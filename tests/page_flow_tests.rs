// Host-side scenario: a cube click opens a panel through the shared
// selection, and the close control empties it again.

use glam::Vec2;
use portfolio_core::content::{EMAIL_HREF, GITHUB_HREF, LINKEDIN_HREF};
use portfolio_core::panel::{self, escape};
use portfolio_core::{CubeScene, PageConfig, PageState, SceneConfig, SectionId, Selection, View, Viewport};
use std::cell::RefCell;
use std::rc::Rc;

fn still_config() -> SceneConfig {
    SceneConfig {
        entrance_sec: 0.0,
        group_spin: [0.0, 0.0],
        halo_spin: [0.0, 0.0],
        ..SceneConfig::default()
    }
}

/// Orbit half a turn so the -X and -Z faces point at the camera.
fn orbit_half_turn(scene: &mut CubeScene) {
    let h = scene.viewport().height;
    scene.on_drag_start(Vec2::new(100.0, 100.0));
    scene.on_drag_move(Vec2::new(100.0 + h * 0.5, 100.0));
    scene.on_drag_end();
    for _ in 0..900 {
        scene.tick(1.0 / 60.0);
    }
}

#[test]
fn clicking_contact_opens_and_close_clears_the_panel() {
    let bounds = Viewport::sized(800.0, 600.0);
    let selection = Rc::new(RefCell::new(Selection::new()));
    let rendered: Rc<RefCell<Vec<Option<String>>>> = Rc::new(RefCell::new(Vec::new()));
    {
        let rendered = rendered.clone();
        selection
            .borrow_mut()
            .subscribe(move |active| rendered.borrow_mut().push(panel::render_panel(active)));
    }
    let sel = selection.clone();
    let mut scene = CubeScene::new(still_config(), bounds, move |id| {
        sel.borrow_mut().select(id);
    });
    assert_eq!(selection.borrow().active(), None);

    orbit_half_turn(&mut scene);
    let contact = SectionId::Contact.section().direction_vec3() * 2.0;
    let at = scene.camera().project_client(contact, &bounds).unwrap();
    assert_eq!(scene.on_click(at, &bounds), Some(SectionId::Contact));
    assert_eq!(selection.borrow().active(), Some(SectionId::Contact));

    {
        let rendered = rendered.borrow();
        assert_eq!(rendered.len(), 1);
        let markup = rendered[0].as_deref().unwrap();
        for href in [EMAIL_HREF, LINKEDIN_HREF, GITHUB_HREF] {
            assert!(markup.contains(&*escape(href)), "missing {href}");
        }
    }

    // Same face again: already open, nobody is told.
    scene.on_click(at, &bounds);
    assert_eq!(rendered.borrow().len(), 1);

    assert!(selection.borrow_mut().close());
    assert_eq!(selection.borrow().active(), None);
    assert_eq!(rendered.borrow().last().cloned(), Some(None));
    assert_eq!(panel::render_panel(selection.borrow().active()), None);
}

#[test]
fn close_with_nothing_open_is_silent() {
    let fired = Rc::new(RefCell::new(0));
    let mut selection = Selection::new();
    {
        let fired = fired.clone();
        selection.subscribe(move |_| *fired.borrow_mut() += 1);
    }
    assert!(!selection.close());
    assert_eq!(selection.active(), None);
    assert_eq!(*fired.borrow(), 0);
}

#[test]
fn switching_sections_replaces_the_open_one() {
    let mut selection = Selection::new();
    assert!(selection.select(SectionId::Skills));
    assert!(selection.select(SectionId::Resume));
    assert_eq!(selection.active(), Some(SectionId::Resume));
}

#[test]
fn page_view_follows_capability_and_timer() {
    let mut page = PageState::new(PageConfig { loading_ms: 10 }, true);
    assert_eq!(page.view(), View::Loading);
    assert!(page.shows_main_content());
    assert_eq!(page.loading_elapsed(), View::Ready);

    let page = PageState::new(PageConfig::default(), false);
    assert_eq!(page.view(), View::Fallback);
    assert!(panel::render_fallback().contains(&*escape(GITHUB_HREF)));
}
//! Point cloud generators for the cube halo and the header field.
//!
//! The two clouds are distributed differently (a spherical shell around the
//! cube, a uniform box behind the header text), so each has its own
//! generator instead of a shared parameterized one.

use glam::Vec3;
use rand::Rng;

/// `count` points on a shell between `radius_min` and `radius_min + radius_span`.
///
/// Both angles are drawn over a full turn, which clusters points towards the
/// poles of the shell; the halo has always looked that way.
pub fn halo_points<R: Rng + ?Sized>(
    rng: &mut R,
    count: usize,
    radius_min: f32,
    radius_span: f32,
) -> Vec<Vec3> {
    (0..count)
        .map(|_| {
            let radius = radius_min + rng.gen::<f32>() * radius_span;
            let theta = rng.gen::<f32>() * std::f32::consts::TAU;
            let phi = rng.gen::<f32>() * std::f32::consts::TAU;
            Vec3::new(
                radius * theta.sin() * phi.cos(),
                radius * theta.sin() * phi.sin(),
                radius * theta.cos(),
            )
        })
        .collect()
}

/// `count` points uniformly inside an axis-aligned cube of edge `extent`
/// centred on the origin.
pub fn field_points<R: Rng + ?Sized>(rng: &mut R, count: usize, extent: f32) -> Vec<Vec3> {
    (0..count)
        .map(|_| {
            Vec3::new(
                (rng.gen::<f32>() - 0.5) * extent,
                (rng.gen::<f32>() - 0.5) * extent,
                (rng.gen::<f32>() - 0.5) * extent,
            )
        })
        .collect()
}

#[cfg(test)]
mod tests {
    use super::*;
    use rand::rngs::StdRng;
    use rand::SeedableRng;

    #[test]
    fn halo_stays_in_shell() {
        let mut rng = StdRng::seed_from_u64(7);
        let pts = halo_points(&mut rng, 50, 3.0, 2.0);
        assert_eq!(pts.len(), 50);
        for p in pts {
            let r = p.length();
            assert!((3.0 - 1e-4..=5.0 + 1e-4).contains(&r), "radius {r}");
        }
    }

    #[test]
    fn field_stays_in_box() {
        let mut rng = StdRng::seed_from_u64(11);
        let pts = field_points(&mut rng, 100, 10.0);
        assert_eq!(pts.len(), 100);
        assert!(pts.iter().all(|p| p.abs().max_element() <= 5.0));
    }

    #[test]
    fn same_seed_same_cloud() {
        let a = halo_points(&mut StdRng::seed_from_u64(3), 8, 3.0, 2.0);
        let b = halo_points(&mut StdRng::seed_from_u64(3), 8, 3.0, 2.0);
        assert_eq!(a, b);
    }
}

------------------------------------------------

### About this task
Transcribe the listing from start to finish, exactly as given.

### Exercise answer
filename tests/page_flow_tests.rs
// Host-side scenario: a cube click opens a panel through the shared
// selection, and the close control empties it again.

use glam::Vec2;
use portfolio_core::content::{EMAIL_HREF, GITHUB_HREF, LINKEDIN_HREF};
use portfolio_core::panel::{self, escape};
use portfolio_core::{CubeScene, PageConfig, PageState, SceneConfig, SectionId, Selection, View, Viewport};
use std::cell::RefCell;
use std::rc::Rc;

fn still_config() -> SceneConfig {
    SceneConfig {
        entrance_sec: 0.0,
        group_spin: [0.0, 0.0],
        halo_spin: [0.0, 0.0],
        ..SceneConfig::default()
    }
}

/// Orbit half a turn so the -X and -Z faces point at the camera.
fn orbit_half_turn(scene: &mut CubeScene) {
    let h = scene.viewport().height;
    scene.on_drag_start(Vec2::new(100.0, 100.0));
    scene.on_drag_move(Vec2::new(100.0 + h * 0.5, 100.0));
    scene.on_drag_end();
    for _ in 0..900 {
        scene.tick(1.0 / 60.0);
    }
}

#[test]
fn clicking_contact_opens_and_close_clears_the_panel() {
    let bounds = Viewport::sized(800.0, 600.0);
    let selection = Rc::new(RefCell::new(Selection::new()));
    let rendered: Rc<RefCell<Vec<Option<String>>>> = Rc::new(RefCell::new(Vec::new()));
    {
        let rendered = rendered.clone();
        selection
            .borrow_mut()
            .subscribe(move |active| rendered.borrow_mut().push(panel::render_panel(active)));
    }
    let sel = selection.clone();
    let mut scene = CubeScene::new(still_config(), bounds, move |id| {
        sel.borrow_mut().select(id);
    });
    assert_eq!(selection.borrow().active(), None);

    orbit_half_turn(&mut scene);
    let contact = SectionId::Contact.section().direction_vec3() * 2.0;
    let at = scene.camera().project_client(contact, &bounds).unwrap();
    assert_eq!(scene.on_click(at, &bounds), Some(SectionId::Contact));
    assert_eq!(selection.borrow().active(), Some(SectionId::Contact));

    {
        let rendered = rendered.borrow();
        assert_eq!(rendered.len(), 1);
        let markup = rendered[0].as_deref().unwrap();
        for href in [EMAIL_HREF, LINKEDIN_HREF, GITHUB_HREF] {
            assert!(markup.contains(&*escape(href)), "missing {href}");
        }
    }

    // Same face again: already open, nobody is told.
    scene.on_click(at, &bounds);
    assert_eq!(rendered.borrow().len(), 1);

    assert!(selection.borrow_mut().close());
    assert_eq!(selection.borrow().active(), None);
    assert_eq!(rendered.borrow().last().cloned(), Some(None));
    assert_eq!(panel::render_panel(selection.borrow().active()), None);
}

#[test]
fn close_with_nothing_open_is_silent() {
    let fired = Rc::new(RefCell::new(0));
    let mut selection = Selection::new();
    {
        let fired = fired.clone();
        selection.subscribe(move |_| *fired.borrow_mut() += 1);
    }
    assert!(!selection.close());
    assert_eq!(selection.active(), None);
    assert_eq!(*fired.borrow(), 0);
}

#[test]
fn switching_sections_replaces_the_open_one() {
    let mut selection = Selection::new();
    assert!(selection.select(SectionId::Skills));
    assert!(selection.select(SectionId::Resume));
    assert_eq!(selection.active(), Some(SectionId::Resume));
}

#[test]
fn page_view_follows_capability_and_timer() {
    let mut page = PageState::new(PageConfig { loading_ms: 10 }, true);
    assert_eq!(page.view(), View::Loading);
    assert!(page.shows_main_content());
    assert_eq!(page.loading_elapsed(), View::Ready);

    let page = PageState::new(PageConfig::default(), false);
    assert_eq!(page.view(), View::Fallback);
    assert!(panel::render_fallback().contains(&*escape(GITHUB_HREF)));
}
//! Point cloud generators for the cube halo and the header field.
//!
//! The two clouds are distributed differently (a spherical shell around the
//! cube, a uniform box behind the header text), so each has its own
//! generator instead of a shared parameterized one.

use glam::Vec3;
use rand::Rng;

/// `count` points on a shell between `radius_min` and `radius_min + radius_span`.
///
/// Both angles are drawn over a full turn, which clusters points towards the
/// poles of the shell; the halo has always looked that way.
pub fn halo_points<R: Rng + ?Sized>(
    rng: &mut R,
    count: usize,
    radius_min: f32,
    radius_span: f32,
) -> Vec<Vec3> {
    (0..count)
        .map(|_| {
            let radius = radius_min + rng.gen::<f32>() * radius_span;
            let theta = rng.gen::<f32>() * std::f32::consts::TAU;
            let phi = rng.gen::<f32>() * std::f32::consts::TAU;
            Vec3::new(
                radius * theta.sin() * phi.cos(),
                radius * theta.sin() * phi.sin(),
                radius * theta.cos(),
            )
        })
        .collect()
}

/// `count` points uniformly inside an axis-aligned cube of edge `extent`
/// centred on the origin.
pub fn field_points<R: Rng + ?Sized>(rng: &mut R, count: usize, extent: f32) -> Vec<Vec3> {
    (0..count)
        .map(|_| {
            Vec3::new(
                (rng.gen::<f32>() - 0.5) * extent,
                (rng.gen::<f32>() - 0.5) * extent,
                (rng.gen::<f32>() - 0.5) * extent,
            )
        })
        .collect()
}

#[cfg(test)]
mod tests {
    use super::*;
    use rand::rngs::StdRng;
    use rand::SeedableRng;

    #[test]
    fn halo_stays_in_shell() {
        let mut rng = StdRng::seed_from_u64(7);
        let pts = halo_points(&mut rng, 50, 3.0, 2.0);
        assert_eq!(pts.len(), 50);
        for p in pts {
            let r = p.length();
            assert!((3.0 - 1e-4..=5.0 + 1e-4).contains(&r), "radius {r}");
        }
    }

    #[test]
    fn field_stays_in_box() {
        let mut rng = StdRng::seed_from_u64(11);
        let pts = field_points(&mut rng, 100, 10.0);
        assert_eq!(pts.len(), 100);
        assert!(pts.iter().all(|p| p.abs().max_element() <= 5.0));
    }

    #[test]
    fn same_seed_same_cloud() {
        let a = halo_points(&mut StdRng::seed_from_u64(3), 8, 3.0, 2.0);
        let b = halo_points(&mut StdRng::seed_from_u64(3), 8, 3.0, 2.0);
        assert_eq!(a, b);
    }
}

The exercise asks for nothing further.